Exercise directions -> Copy the lines below that contain "world".

Stored items from a collection ->
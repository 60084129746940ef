//! Async stream adapter for boundary-safe chunking.
//!
//! # Example
//!
//! ```ignore
//! use futures_util::StreamExt;
//! use chunkfeed::{segments_async, ChunkConfig};
//! use futures_io::AsyncRead;
//!
//! async fn demo<R: AsyncRead + Unpin>(reader: R) -> Result<(), chunkfeed::Error> {
//!     let mut stream = segments_async(reader, ChunkConfig::default());
//!
//!     while let Some(segment) = stream.next().await {
//!         let segment = segment?;
//!         println!("segment: {} bytes @ {}", segment.len(), segment.offset);
//!     }
//!     Ok(())
//! }
//! ```

use std::io::ErrorKind;
use std::pin::Pin;
use std::task::{Context, Poll};

use bytes::Bytes;
use futures_core::Stream;
use futures_io::AsyncRead;
use pin_project_lite::pin_project;

use crate::buffer::DEFAULT_BUFFER_SIZE;
use crate::chunk::Segment;
use crate::config::ChunkConfig;
use crate::error::Error;

pin_project! {
    /// A stream of overlapping segments read from an async reader.
    ///
    /// Yields exactly the segments [`Chunker::chunk`](crate::Chunker::chunk)
    /// would yield for the same bytes.
    pub struct SegmentStream<R> {
        #[pin]
        reader: R,
        config: ChunkConfig,
        window: Vec<u8>,
        offset: u64,
        eof: bool,
        finished: bool,
    }
}

impl<R> SegmentStream<R> {
    /// Creates a new segment stream from an async reader.
    ///
    /// Out-of-range sizes are clamped as in [`Chunker::new`](crate::Chunker::new).
    pub fn new(reader: R, config: ChunkConfig) -> Self {
        let config = config.clamped();
        Self {
            reader,
            config,
            window: Vec::with_capacity(config.max_chunk_len().min(DEFAULT_BUFFER_SIZE)),
            offset: 0,
            eof: false,
            finished: false,
        }
    }
}

impl<R: AsyncRead> Stream for SegmentStream<R> {
    type Item = Result<Segment, Error>;

    fn poll_next(self: Pin<&mut Self>, cx: &mut Context<'_>) -> Poll<Option<Self::Item>> {
        let mut this = self.project();

        if *this.finished {
            return Poll::Ready(None);
        }

        // Fill the window; bytes read before a Pending stay in it.
        let target = this.config.max_chunk_len();
        while !*this.eof && this.window.len() < target {
            // Zero-fill at most one step past what is already held.
            let filled = this.window.len();
            let step = (target - filled).min(DEFAULT_BUFFER_SIZE);
            this.window.resize(filled + step, 0);
            match this.reader.as_mut().poll_read(cx, &mut this.window[filled..]) {
                Poll::Pending => {
                    this.window.truncate(filled);
                    return Poll::Pending;
                }
                Poll::Ready(Ok(0)) => {
                    this.window.truncate(filled);
                    *this.eof = true;
                }
                Poll::Ready(Ok(n)) => this.window.truncate(filled + n),
                Poll::Ready(Err(e)) if e.kind() == ErrorKind::Interrupted => {
                    this.window.truncate(filled);
                }
                Poll::Ready(Err(e)) => {
                    this.window.truncate(filled);
                    *this.finished = true;
                    return Poll::Ready(Some(Err(Error::Io(e))));
                }
            }
        }

        if this.window.is_empty() {
            *this.finished = true;
            return Poll::Ready(None);
        }

        let primary_len = this.config.read_size().min(this.window.len());
        let segment = Segment::new(
            Bytes::copy_from_slice(&this.window[..]),
            *this.offset,
            primary_len,
        );
        this.window.drain(..primary_len);
        *this.offset += primary_len as u64;

        Poll::Ready(Some(Ok(segment)))
    }
}

/// Creates a segment stream from an async reader.
///
/// For tokio readers, convert with `tokio_util::compat`:
///
/// ```ignore
/// use tokio_util::compat::TokioAsyncReadCompatExt;
/// use chunkfeed::{segments_async, ChunkConfig};
///
/// let file = tokio::fs::File::open("secrets.env").await?;
/// let stream = segments_async(file.compat(), ChunkConfig::default());
/// ```
pub fn segments_async<R: AsyncRead>(reader: R, config: ChunkConfig) -> SegmentStream<R> {
    SegmentStream::new(reader, config)
}
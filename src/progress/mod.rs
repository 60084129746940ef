//! Scan progress owned by each source instance.
//!
//! The scanning thread updates [`Progress`]; a reporter on another thread
//! reads immutable [`ProgressSnapshot`]s.

use std::sync::{Mutex, MutexGuard, PoisonError};

/// A point-in-time copy of a source's progress.
#[derive(Debug, Clone, Default, PartialEq, Eq)]
pub struct ProgressSnapshot {
    /// Completion in percent, derived from the section counters.
    pub percent_complete: i64,
    /// Public facing description of the current step.
    pub message: String,
    /// Opaque token needed to resume an interrupted job.
    pub encoded_resume_info: String,
    /// Sections done so far.
    pub sections_completed: i32,
    /// Total sections in scope.
    pub sections_remaining: i32,
}

/// Mutex-guarded job progress.
#[derive(Debug, Default)]
pub struct Progress {
    state: Mutex<ProgressSnapshot>,
}

impl Progress {
    /// Creates an empty progress record.
    pub fn new() -> Self {
        Self::default()
    }

    /// Records that `i` of `scope` top-level items have been reached.
    ///
    /// `message` and `encoded_resume_info` are stored as given. Percent is
    /// `100 * i / scope`; `i == 0 && scope == 0` means there is nothing to
    /// process and reports 100.
    ///
    /// ```
    /// use chunkfeed::Progress;
    ///
    /// let progress = Progress::new();
    /// progress.set_progress_complete(1, 4, "Path: a", "");
    /// assert_eq!(progress.snapshot().percent_complete, 25);
    /// ```
    pub fn set_progress_complete(
        &self,
        i: usize,
        scope: usize,
        message: impl Into<String>,
        encoded_resume_info: impl Into<String>,
    ) {
        let mut state = self.lock();

        state.message = message.into();
        state.encoded_resume_info = encoded_resume_info.into();
        state.sections_completed = saturating_i32(i);
        state.sections_remaining = saturating_i32(scope);

        state.percent_complete = if i == 0 && scope == 0 {
            100
        } else if scope == 0 {
            0
        } else {
            ((i as f64 / scope as f64) * 100.0) as i64
        };
    }

    /// Returns a copy of the current state.
    pub fn snapshot(&self) -> ProgressSnapshot {
        self.lock().clone()
    }

    // A panicked writer leaves plain data behind; keep reporting it.
    fn lock(&self) -> MutexGuard<'_, ProgressSnapshot> {
        self.state.lock().unwrap_or_else(PoisonError::into_inner)
    }
}

fn saturating_i32(n: usize) -> i32 {
    i32::try_from(n).unwrap_or(i32::MAX)
}

#[cfg(test)]
mod tests {
    use super::*;
    use std::sync::Arc;
    use std::thread;

    #[test]
    fn test_zero_of_zero_is_complete() {
        let progress = Progress::new();
        progress.set_progress_complete(0, 0, "m", "");
        assert_eq!(progress.snapshot().percent_complete, 100);
    }

    #[test]
    fn test_percent_is_derived() {
        let progress = Progress::new();
        progress.set_progress_complete(1, 4, "m", "");
        let snap = progress.snapshot();
        assert_eq!(snap.percent_complete, 25);
        assert_eq!(snap.sections_completed, 1);
        assert_eq!(snap.sections_remaining, 4);
        assert_eq!(snap.message, "m");
    }

    #[test]
    fn test_percent_truncates() {
        let progress = Progress::new();
        progress.set_progress_complete(2, 3, "m", "");
        assert_eq!(progress.snapshot().percent_complete, 66);
    }

    #[test]
    fn test_resume_info_is_stored() {
        let progress = Progress::new();
        progress.set_progress_complete(3, 10, "Path: /etc", "token-3");
        assert_eq!(progress.snapshot().encoded_resume_info, "token-3");
    }

    #[test]
    fn test_snapshot_is_detached() {
        let progress = Progress::new();
        progress.set_progress_complete(1, 2, "first", "");
        let snap = progress.snapshot();
        progress.set_progress_complete(2, 2, "second", "");
        assert_eq!(snap.message, "first");
        assert_eq!(progress.snapshot().percent_complete, 100);
    }

    #[test]
    fn test_concurrent_reader() {
        let progress = Arc::new(Progress::new());
        let reader = {
            let progress = Arc::clone(&progress);
            thread::spawn(move || {
                for _ in 0..1000 {
                    let snap = progress.snapshot();
                    assert!((0..=100).contains(&snap.percent_complete));
                }
            })
        };
        for i in 0..=100 {
            progress.set_progress_complete(i, 100, format!("step {i}"), "");
        }
        reader.join().unwrap();
        assert_eq!(progress.snapshot().percent_complete, 100);
    }
}
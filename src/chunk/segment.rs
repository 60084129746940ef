//! The Segment type - one overlapping window over a byte stream.

use bytes::Bytes;
use std::fmt;

/// A window produced by the boundary-safe chunker.
///
/// `data` is the primary region (bytes consumed from the stream) followed by
/// the overlap region (bytes peeked from the immediately following stream
/// position). The overlap of one segment is the start of the next segment's
/// primary region.
///
/// # Example
///
/// ```
/// use chunkfeed::Segment;
/// use bytes::Bytes;
///
/// let segment = Segment::new(Bytes::from_static(b"hello world"), 0, 5);
/// assert_eq!(&segment.primary()[..], b"hello");
/// assert_eq!(&segment.overlap()[..], b" world");
/// ```
#[derive(Debug, Clone, PartialEq, Eq)]
pub struct Segment {
    /// Primary bytes followed by the peeked overlap.
    pub data: Bytes,

    /// Offset of the first primary byte in the original stream.
    pub offset: u64,

    /// Number of leading bytes in `data` that were consumed from the stream.
    pub primary_len: usize,
}

impl Segment {
    /// Creates a new segment.
    ///
    /// `primary_len` is clamped to `data.len()`.
    pub fn new(data: impl Into<Bytes>, offset: u64, primary_len: usize) -> Self {
        let data = data.into();
        let primary_len = primary_len.min(data.len());
        Self {
            data,
            offset,
            primary_len,
        }
    }

    /// Returns the total length (primary + overlap).
    pub fn len(&self) -> usize {
        self.data.len()
    }

    /// Returns true if the segment has no data.
    pub fn is_empty(&self) -> bool {
        self.data.is_empty()
    }

    /// Returns the consumed region, zero-copy.
    pub fn primary(&self) -> Bytes {
        self.data.slice(..self.primary_len)
    }

    /// Returns the peeked region, zero-copy.
    pub fn overlap(&self) -> Bytes {
        self.data.slice(self.primary_len..)
    }

    /// Returns the end offset of the primary region (exclusive).
    pub fn end(&self) -> u64 {
        self.offset + self.primary_len as u64
    }

    /// Returns the stream range covered by the primary region.
    pub fn range(&self) -> std::ops::Range<u64> {
        self.offset..self.end()
    }

    /// Consumes the segment and returns the underlying data.
    pub fn into_data(self) -> Bytes {
        self.data
    }
}

impl fmt::Display for Segment {
    fn fmt(&self, f: &mut fmt::Formatter<'_>) -> fmt::Result {
        write!(
            f,
            "Segment({} bytes @ {}, overlap {})",
            self.primary_len,
            self.offset,
            self.len() - self.primary_len
        )
    }
}
//! The Chunk type - a tagged slice of source bytes handed to the matching stage.

use bytes::Bytes;
use serde::{Deserialize, Serialize};
use std::fmt;
use std::path::Path;

/// Identifies the kind of connector that produced a chunk.
#[derive(Debug, Clone, Copy, PartialEq, Eq, Hash, Serialize, Deserialize)]
#[serde(rename_all = "snake_case")]
#[non_exhaustive]
pub enum SourceType {
    /// Local files and directories.
    Filesystem,
    /// A local or cloned git repository.
    Git,
    /// GitHub organizations and repositories.
    Github,
    /// GitLab projects.
    Gitlab,
    /// Amazon S3 buckets.
    S3,
    /// Google Cloud Storage buckets.
    Gcs,
    /// A syslog listener.
    Syslog,
}

impl fmt::Display for SourceType {
    fn fmt(&self, f: &mut fmt::Formatter<'_>) -> fmt::Result {
        let name = match self {
            SourceType::Filesystem => "filesystem",
            SourceType::Git => "git",
            SourceType::Github => "github",
            SourceType::Gitlab => "gitlab",
            SourceType::S3 => "s3",
            SourceType::Gcs => "gcs",
            SourceType::Syslog => "syslog",
        };
        f.write_str(name)
    }
}

/// Provenance of a chunk, one variant per connector.
#[derive(Debug, Clone, PartialEq, Eq, Hash, Serialize, Deserialize)]
#[serde(rename_all = "snake_case")]
#[non_exhaustive]
pub enum SourceMetadata {
    /// A chunk read from a local file.
    Filesystem {
        /// Path of the originating file, as valid UTF-8.
        file: String,
    },
}

impl SourceMetadata {
    /// Builds filesystem metadata, replacing invalid UTF-8 in the path.
    pub fn filesystem(path: &Path) -> Self {
        SourceMetadata::Filesystem {
            file: path.to_string_lossy().into_owned(),
        }
    }

    /// Returns the originating file, if this is filesystem metadata.
    pub fn file(&self) -> Option<&str> {
        match self {
            SourceMetadata::Filesystem { file } => Some(file),
        }
    }
}

/// Data to be scanned along with context on where it came from.
///
/// Chunks from one source may overlap; each chunk is a self-contained scan
/// unit.
///
/// # Example
///
/// ```
/// use chunkfeed::{Chunk, SourceType};
/// use bytes::Bytes;
///
/// let template = Chunk::template("fs", 7, SourceType::Filesystem, None, true);
/// let chunk = template.with_data(Bytes::from_static(b"AKIA..."));
///
/// assert_eq!(chunk.source_id, 7);
/// assert!(template.data.is_empty());
/// ```
#[derive(Debug, Clone, PartialEq, Eq)]
pub struct Chunk {
    /// Name of the source that produced the chunk.
    pub source_name: String,

    /// ID of the source that produced the chunk.
    pub source_id: i64,

    /// Kind of source that produced the chunk.
    pub source_type: SourceType,

    /// Where the chunk was found.
    pub source_metadata: Option<SourceMetadata>,

    /// Bytes to decode and scan.
    pub data: Bytes,

    /// Whether secrets found in the chunk should be verified.
    pub verify: bool,
}

impl Chunk {
    /// Creates a chunk with empty data, to be stamped with
    /// [`Chunk::with_data`] for every emission.
    pub fn template(
        source_name: impl Into<String>,
        source_id: i64,
        source_type: SourceType,
        source_metadata: Option<SourceMetadata>,
        verify: bool,
    ) -> Self {
        Self {
            source_name: source_name.into(),
            source_id,
            source_type,
            source_metadata,
            data: Bytes::new(),
            verify,
        }
    }

    /// Returns a copy of this chunk carrying `data`.
    pub fn with_data(&self, data: impl Into<Bytes>) -> Self {
        Self {
            source_name: self.source_name.clone(),
            source_id: self.source_id,
            source_type: self.source_type,
            source_metadata: self.source_metadata.clone(),
            data: data.into(),
            verify: self.verify,
        }
    }

    /// Returns the length of the chunk data.
    pub fn len(&self) -> usize {
        self.data.len()
    }

    /// Returns true if the chunk has no data.
    pub fn is_empty(&self) -> bool {
        self.data.is_empty()
    }

    /// Returns the originating file for filesystem chunks.
    pub fn file(&self) -> Option<&str> {
        self.source_metadata.as_ref().and_then(SourceMetadata::file)
    }

    /// BLAKE3 fingerprint of the chunk data.
    ///
    /// Lets consumers drop identical chunks when configured paths overlap.
    #[cfg(feature = "hash-blake3")]
    pub fn fingerprint(&self) -> super::ChunkHash {
        crate::hash::Blake3Hasher::hash(&self.data)
    }
}

impl fmt::Display for Chunk {
    fn fmt(&self, f: &mut fmt::Formatter<'_>) -> fmt::Result {
        write!(
            f,
            "Chunk({} bytes from {} source {:?}",
            self.len(),
            self.source_type,
            self.source_name
        )?;
        if let Some(file) = self.file() {
            write!(f, ", file={}", file)?;
        }
        write!(f, ")")
    }
}
//! Stream buffering.
//!
//! - [`ResetReader`] - Replay-once reader used to fall back from a structured
//!   decode attempt to raw chunking
//! - `Buffer` - Thread-local pooled window buffers for the chunker (internal)

mod pool;
mod reset;

pub(crate) use pool::{Buffer, DEFAULT_BUFFER_SIZE};
pub use reset::{ResetReader, ResetState};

Answer for this exercise ->
/// let segment = Segment::new(Bytes::from_static(b"hello world"), 0, 5);
/// assert_eq!(&segment.overlap()[..], b" world");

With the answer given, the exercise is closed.